Just x'? That's all??

x^3 derives to 3x^2 x'
now, when we define it as "with respect to x"; then x'=1

\(\ \large 1 \times y' \text{...? } \)

correct

what is the derivative of 3y^2 seeing that you know nothing about the rule that defines y

\(\ \text{Well, } 6y\times y' \text{ ? } \)

3*2[y(?)]*y'(?) hence .... 6y y'

I see.

sure

\(\ \Huge \text{THANKS! So, it is: } \)

as long as my internet connection doesnt conk out on me

power rule, constant rule, and the obiquitous chain rule ...

So like 2x/16? Doesn't the 16 become 0?

\[\frac{1}{16}x^2=\frac{x^2}{16}\]

the 16 doesnt become 0

I see now

So for the y, Ill take a shot at it:
\(\ \Large -\frac{2yy'}{9} ? \)

and so far, so good

I don't think Ive ever heard that one before "to keep things kosher..." ;)

So now I simplify? \(\ \Large \frac{2xx'}{16} \rightarrow \frac{x}{8} ? \)

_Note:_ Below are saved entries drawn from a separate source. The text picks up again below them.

//! Metrics collection.
//!
//! # Metrics
//! - `mux_lookups_total` (counter): lookups by `table`, `outcome` (`hit`, `miss`)
//! - `mux_lookup_errors_total` (counter): lookups aborted by a matcher fault, by `table`
//! - `mux_bindings` (gauge): bindings per `table`
//!
//! # Design Decisions
//! - Uses the `metrics` facade; the embedding application picks the exporter
//! - Every series carries the table label, so tables sharing a recorder
//!   do not overwrite each other's gauge

/// Record a completed lookup.
pub fn record_lookup(table: &str, hit: bool) {
    let outcome = if hit { "hit" } else { "miss" };
    ::metrics::counter!(
        "mux_lookups_total",
        "table" => table.to_owned(),
        "outcome" => outcome
    )
    .increment(1);
}

/// Record a lookup aborted by a matcher error.
pub fn record_lookup_error(table: &str) {
    ::metrics::counter!("mux_lookup_errors_total", "table" => table.to_owned()).increment(1);
}

/// Record the binding count after a mutation.
pub fn record_bindings(table: &str, count: usize) {
    ::metrics::gauge!("mux_bindings", "table" => table.to_owned()).set(count as f64);
}
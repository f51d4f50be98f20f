//! Dispatch table subsystem.
//!
//! # Data Flow
//! ```text
//! Setup / hot reload:
//!     builder.rs or presets.rs (choose strategy triple)
//!     → table.rs Mux::bind / unbind / replace_bindings
//!
//! Hot path:
//!     Mux::lookup(query)      → best Hit or None
//!     Mux::lookup_all(query)  → every Hit, unordered
//! ```
//!
//! # Design Decisions
//! - Strategy triple is fixed at construction
//! - No process-wide default table; presets are factory functions
//! - Values are cloned out of the table (store `Arc<T>` for heavy payloads)

pub mod builder;
pub mod presets;
pub mod table;

pub use builder::MuxBuilder;
pub use table::{Hit, Mux};
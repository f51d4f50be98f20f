//! The dispatch table.
//!
//! # Responsibilities
//! - Store normalized pattern → entry bindings
//! - Assign registration order from a monotonic counter
//! - Run a lookup by scoring every stored pattern
//!
//! # Design Decisions
//! - One `RwLock` guards the map and the counter together
//! - Patterns are trimmed before the lock is taken, queries too
//! - Strategies run under the read lock and must not re-enter the table
//! - O(n) scan per lookup; the matcher is opaque so there is no index

use std::collections::{HashMap, HashSet};
use std::sync::{PoisonError, RwLock, RwLockReadGuard, RwLockWriteGuard};

use crate::observability::metrics;
use crate::strategy::{Identity, MatchError, Matcher, Score, Strict, Trim};

/// Metrics label of tables that were never given one.
pub const DEFAULT_LABEL: &str = "default";

/// A single binding.
#[derive(Debug, Clone)]
struct Entry<V> {
    value: V,
    /// Assigned at first insertion, kept across value replacement.
    order: u64,
}

#[derive(Debug)]
struct Bindings<V> {
    entries: HashMap<String, Entry<V>>,
    next_order: u64,
}

impl<V> Bindings<V> {
    fn new() -> Self {
        Self {
            entries: HashMap::new(),
            next_order: 0,
        }
    }

    /// Insert or replace. Returns the replaced value, if any.
    fn insert(&mut self, pattern: String, value: V) -> Option<V> {
        if let Some(entry) = self.entries.get_mut(&pattern) {
            tracing::debug!(pattern = %pattern, order = entry.order, "Pattern rebound");
            return Some(std::mem::replace(&mut entry.value, value));
        }

        let order = self.next_order;
        self.next_order += 1;
        tracing::debug!(pattern = %pattern, order, "Pattern bound");
        self.entries.insert(pattern, Entry { value, order });
        None
    }
}

/// A matching binding returned by a lookup.
#[derive(Debug, Clone, PartialEq, Eq)]
pub struct Hit<V> {
    /// The bound value.
    pub value: V,
    /// The stored (normalized) pattern.
    pub pattern: String,
    /// Score assigned by the matcher.
    pub score: Score,
}

/// Registry mapping string patterns to values, queried for the best match.
///
/// All methods take `&self`; share the table with `Arc<Mux<V>>`.
/// The label tags this table's metrics so several tables can share a recorder.
#[derive(Debug)]
pub struct Mux<V> {
    label: String,
    pattern_trim: Box<dyn Trim>,
    query_trim: Box<dyn Trim>,
    matcher: Box<dyn Matcher>,
    bindings: RwLock<Bindings<V>>,
}

impl<V> Mux<V> {
    /// Create a table with identity trims and the `Strict` matcher.
    pub fn new() -> Self {
        Self::with_strategies(Box::new(Identity), Box::new(Identity), Box::new(Strict))
    }

    /// Create a table from an explicit strategy triple.
    pub fn with_strategies(
        pattern_trim: Box<dyn Trim>,
        query_trim: Box<dyn Trim>,
        matcher: Box<dyn Matcher>,
    ) -> Self {
        Self {
            label: DEFAULT_LABEL.to_string(),
            pattern_trim,
            query_trim,
            matcher,
            bindings: RwLock::new(Bindings::new()),
        }
    }

    /// Set the `table` label reported with this table's metrics.
    pub fn labeled(mut self, label: impl Into<String>) -> Self {
        self.label = label.into();
        self
    }

    pub fn label(&self) -> &str {
        &self.label
    }

    fn read(&self) -> RwLockReadGuard<'_, Bindings<V>> {
        self.bindings.read().unwrap_or_else(PoisonError::into_inner)
    }

    fn write(&self) -> RwLockWriteGuard<'_, Bindings<V>> {
        self.bindings.write().unwrap_or_else(PoisonError::into_inner)
    }

    /// Bind `pattern` to `value`.
    ///
    /// Re-binding an existing (normalized) pattern replaces its value in place
    /// and keeps its registration order. Returns the replaced value.
    pub fn bind(&self, pattern: &str, value: V) -> Option<V> {
        let key = self.pattern_trim.trim(pattern).into_owned();
        let mut bindings = self.write();
        let previous = bindings.insert(key, value);
        metrics::record_bindings(&self.label, bindings.entries.len());
        previous
    }

    /// Remove the binding for `pattern`. Absent patterns are a no-op.
    pub fn unbind(&self, pattern: &str) -> Option<V> {
        let key = self.pattern_trim.trim(pattern);
        let mut bindings = self.write();
        let removed = bindings.entries.remove(key.as_ref()).map(|entry| entry.value);
        if removed.is_some() {
            tracing::debug!(pattern = %key, "Pattern unbound");
            metrics::record_bindings(&self.label, bindings.entries.len());
        }
        removed
    }

    /// Replace the whole binding set in one write.
    ///
    /// Patterns present before and after keep their registration order,
    /// new patterns get fresh orders in iteration order, the rest are removed.
    /// Lookups observe either the old set or the new one.
    pub fn replace_bindings<I, P>(&self, bindings: I)
    where
        I: IntoIterator<Item = (P, V)>,
        P: AsRef<str>,
    {
        let incoming: Vec<(String, V)> = bindings
            .into_iter()
            .map(|(pattern, value)| (self.pattern_trim.trim(pattern.as_ref()).into_owned(), value))
            .collect();

        let keep: HashSet<&str> = incoming.iter().map(|(p, _)| p.as_str()).collect();

        let mut current = self.write();
        let before = current.entries.len();
        current.entries.retain(|pattern, _| keep.contains(pattern.as_str()));
        let removed = before - current.entries.len();
        for (pattern, value) in incoming {
            current.insert(pattern, value);
        }

        tracing::debug!(
            removed,
            bindings = current.entries.len(),
            "Binding set replaced"
        );
        metrics::record_bindings(&self.label, current.entries.len());
    }

    /// Number of bindings.
    pub fn len(&self) -> usize {
        self.read().entries.len()
    }

    pub fn is_empty(&self) -> bool {
        self.read().entries.is_empty()
    }

    /// Whether `pattern` (after normalization) is bound.
    pub fn contains(&self, pattern: &str) -> bool {
        let key = self.pattern_trim.trim(pattern);
        self.read().entries.contains_key(key.as_ref())
    }

    /// Stored patterns in registration order.
    pub fn patterns(&self) -> Vec<String> {
        let bindings = self.read();
        let mut patterns: Vec<(u64, &String)> = bindings
            .entries
            .iter()
            .map(|(pattern, entry)| (entry.order, pattern))
            .collect();
        patterns.sort_unstable_by_key(|(order, _)| *order);
        patterns.into_iter().map(|(_, p)| p.clone()).collect()
    }
}

impl<V: Clone> Mux<V> {
    /// Return the highest-scoring binding for `query`, or `None`.
    ///
    /// Equal scores are resolved by map iteration order; use an order-aware
    /// tie-break combinator when that matters.
    pub fn lookup(&self, query: &str) -> Result<Option<Hit<V>>, MatchError> {
        let query = self.query_trim.trim(query);
        let bindings = self.read();

        let mut best: Option<(Score, &String, &Entry<V>)> = None;
        for (pattern, entry) in &bindings.entries {
            let score = match self.matcher.matches(pattern, &query, entry.order) {
                Ok(Some(score)) => score,
                Ok(None) => continue,
                Err(e) => {
                    metrics::record_lookup_error(&self.label);
                    return Err(e);
                }
            };
            if best.as_ref().map_or(true, |(max, _, _)| score > *max) {
                best = Some((score, pattern, entry));
            }
        }

        let hit = best.map(|(score, pattern, entry)| Hit {
            value: entry.value.clone(),
            pattern: pattern.clone(),
            score,
        });
        tracing::trace!(
            query = %query,
            pattern = ?hit.as_ref().map(|h| h.pattern.as_str()),
            "Lookup"
        );
        metrics::record_lookup(&self.label, hit.is_some());
        Ok(hit)
    }

    /// Return every binding matching `query`, in no particular order.
    pub fn lookup_all(&self, query: &str) -> Result<Vec<Hit<V>>, MatchError> {
        let query = self.query_trim.trim(query);
        let bindings = self.read();

        let mut hits = Vec::new();
        for (pattern, entry) in &bindings.entries {
            match self.matcher.matches(pattern, &query, entry.order) {
                Ok(Some(score)) => hits.push(Hit {
                    value: entry.value.clone(),
                    pattern: pattern.clone(),
                    score,
                }),
                Ok(None) => {}
                Err(e) => {
                    metrics::record_lookup_error(&self.label);
                    return Err(e);
                }
            }
        }

        tracing::trace!(query = %query, matches = hits.len(), "Lookup all");
        metrics::record_lookup(&self.label, !hits.is_empty());
        Ok(hits)
    }
}

impl<V> Default for Mux<V> {
    fn default() -> Self {
        Self::new()
    }
}
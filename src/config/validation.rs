//! Configuration validation.
//!
//! # Responsibilities
//! - Semantic checks that serde cannot express
//! - Detect bindings that collapse onto the same pattern after trimming
//!
//! # Design Decisions
//! - Returns all validation errors, not just the first
//! - Patterns are never compiled here; a bad regex surfaces at lookup

use std::collections::HashMap;
use thiserror::Error;

use crate::config::schema::MuxConfig;

/// A semantic problem in a config file.
#[derive(Debug, Clone, PartialEq, Eq, Error)]
pub enum ValidationError {
    /// Binding at `index` has an empty value.
    #[error("binding #{index} ({pattern:?}) has an empty value")]
    EmptyValue { index: usize, pattern: String },

    /// Two bindings normalize to the same stored pattern.
    #[error("bindings #{first} and #{second} both normalize to {pattern:?}")]
    DuplicatePattern {
        pattern: String,
        first: usize,
        second: usize,
    },
}

/// Validate a parsed config.
pub fn validate_config(config: &MuxConfig) -> Result<(), Vec<ValidationError>> {
    let mut errors = Vec::new();
    let trim = config.strategy.pattern_trim();
    let mut seen: HashMap<String, usize> = HashMap::new();

    for (index, binding) in config.bindings.iter().enumerate() {
        if binding.value.is_empty() {
            errors.push(ValidationError::EmptyValue {
                index,
                pattern: binding.pattern.clone(),
            });
        }

        let key = trim.trim(&binding.pattern).into_owned();
        if let Some(&first) = seen.get(&key) {
            errors.push(ValidationError::DuplicatePattern {
                pattern: key,
                first,
                second: index,
            });
        } else {
            seen.insert(key, index);
        }
    }

    if errors.is_empty() {
        Ok(())
    } else {
        Err(errors)
    }
}

#[cfg(test)]
mod tests {
    use super::*;
    use crate::config::schema::{BindingConfig, TrimKind};

    fn binding(pattern: &str, value: &str) -> BindingConfig {
        BindingConfig {
            pattern: pattern.into(),
            value: value.into(),
        }
    }

    #[test]
    fn test_valid_config() {
        let mut config = MuxConfig::default();
        config.bindings.push(binding("/a", "a"));
        config.bindings.push(binding("/b", "b"));
        assert!(validate_config(&config).is_ok());
    }

    #[test]
    fn test_collects_all_errors() {
        let mut config = MuxConfig::default();
        config.strategy.pattern_trim = vec![TrimKind::Path];
        config.bindings.push(binding("api", "one"));
        config.bindings.push(binding("/api", "two"));
        config.bindings.push(binding("/empty", ""));

        let errors = validate_config(&config).unwrap_err();
        assert_eq!(
            errors,
            vec![
                ValidationError::DuplicatePattern {
                    pattern: "/api".into(),
                    first: 0,
                    second: 1,
                },
                ValidationError::EmptyValue {
                    index: 2,
                    pattern: "/empty".into(),
                },
            ]
        );
    }

    #[test]
    fn test_duplicates_depend_on_trim() {
        let mut config = MuxConfig::default();
        config.bindings.push(binding("api", "one"));
        config.bindings.push(binding("/api", "two"));
        // identity trim keeps them distinct
        assert!(validate_config(&config).is_ok());
    }
}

As for the y, Im stuck now.

well, we know that 1'=0 for the constant, so lets write up the derivative that we have so far

Btw, what allows us to say x'=1?

im sure that somewhere in the instructions its asking you to find dy/dx

Yea, notspecifically in this set of problems, but in a previous set it did

so, write up the derivate that we have so far, then the rest should become clear

\(\ \Large \frac{x}{8} - \frac{2yy'}{9} = 0 \)

and the given point tells us the values for x and y, so plug those in as well

What about the y'? Do I need to isolate it??

yes, but i was just pointing out that y' was going to be the only unknown to solve for :)

and that y' IS the slope of thhe tangent line at the given point

Okay. :)
SO I substituted the point in, and I get y'=\(\ -\frac{41}{72} \)

Slope-Point Formula!
O
R
Or as it is more commonly known as, Point-Slope Form

correct, and dbl chk that y'
-5, 9/4
-5/8 - y'/4 = 0 --> y' = -4(5/8)
right?

Isnt it -9/4? Not y'/4? What happened to that y?

2/9 * 9/4 = 1/2 so, -2(5/8) = -10/8

9/4

\[y=\frac94\]\[\frac29yy'=\frac29\frac94y'=\frac12y'\]

Okay, that makes sense. That slope is correct btw per the book!

:)

my internet connection is toast, so ill have to say gnite :) good luck

:D